Germany’s 5% budget imbalance last year – corresponding to a shortfall of
over EUR 85.8bn to which a belated EUR 14.5bn had to be added as a
consequence of last-minute fiscal stimulus enacted by the first Merkel
government – compares poorly to 2007’s near-equilibrium. France’s 8.1%
deficit (or around EUR 150bn) leaves little hope of narrowing swiftly over the
next few years, in spite of the administration’s spending cut rhetoric.

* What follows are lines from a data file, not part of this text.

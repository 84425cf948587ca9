use padbridge::{InputController, SlotAllocator, MAX_PLAYERS};

#[test]
fn controllers_share_the_slot_pool() {
    let slots = SlotAllocator::new();
    let players: Vec<_> = (0..MAX_PLAYERS)
        .map(|_| InputController::new(&slots, None))
        .collect();
    let ids: Vec<_> = players.iter().map(InputController::player_id).collect();
    assert_eq!(ids, (0..MAX_PLAYERS).collect::<Vec<_>>());
    assert!(slots.try_claim().is_none());

    drop(players);
    assert_eq!(slots.claimed_count(), 0);
}

#[test]
#[should_panic(expected = "all slots in use")]
fn one_controller_too_many_is_fatal() {
    let slots = SlotAllocator::new();
    let _players: Vec<_> = (0..=MAX_PLAYERS)
        .map(|_| InputController::new(&slots, None))
        .collect();
}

Greece, this quarter’s worst offender by far, announced an even more
startling 12.7% deficit – over four times the floor imposed by the Stability and
Growth Pact –, and admitted to having cooked its books for gaining Eurozone
admission. Other members of the now infamous ‘PIGS’ group, though not in a
comparable state of despair, shared a common and alarming trait: their
domestic growth engine, fuelled by consumption and foreign direct
investment (notably in real estate, in the case of Spain), had come to an
abrupt halt. In other words, the extent of the damage inflicted by the credit
crisis had by and large been frozen by emergency measures taken at the turn
of 2009 – but the real test remained ahead. The Portuguese budget deficit
rose from 2.7 per cent of gross domestic product in 2008 to a record 9.3 per
cent last year. Public debt is expected to hit a 20-year high of 85.4 per cent
this year. Spain's deficit rose to 11.4 per cent of GDP last year, and its public
debt, although low by Eurozone standards, is rising. In addition, Spain has
been running a trade deficit for the last decade.
Are PIGS bonds junk bonds? Greek strike prospects helped send the 10yr Greek/German spread up 10bps
to 360, and Portugal edged up to a new 10-month high of 163; and Spain
settled just over the 100bps mark. The latter occurred even as Spain
announced that its net bond issuance this year would be 34% less than last
year and promised to cut spending as necessary. For the latter two markets, it
seems the pressure will remain for spread widening (despite offering adequate
risk premiums in our view) until there is solid progress on either the fiscal
front or an EU pledge to provide emergency relief/ guarantees if called for.
In the meantime, uncertainty prevails, as does the risk that the Iberian
peninsula spreads could break to new post-EMU highs. After all, while
Greece has widened by 220bps since the end of October, Portugal has
widened by half that and Spain by just 45bps.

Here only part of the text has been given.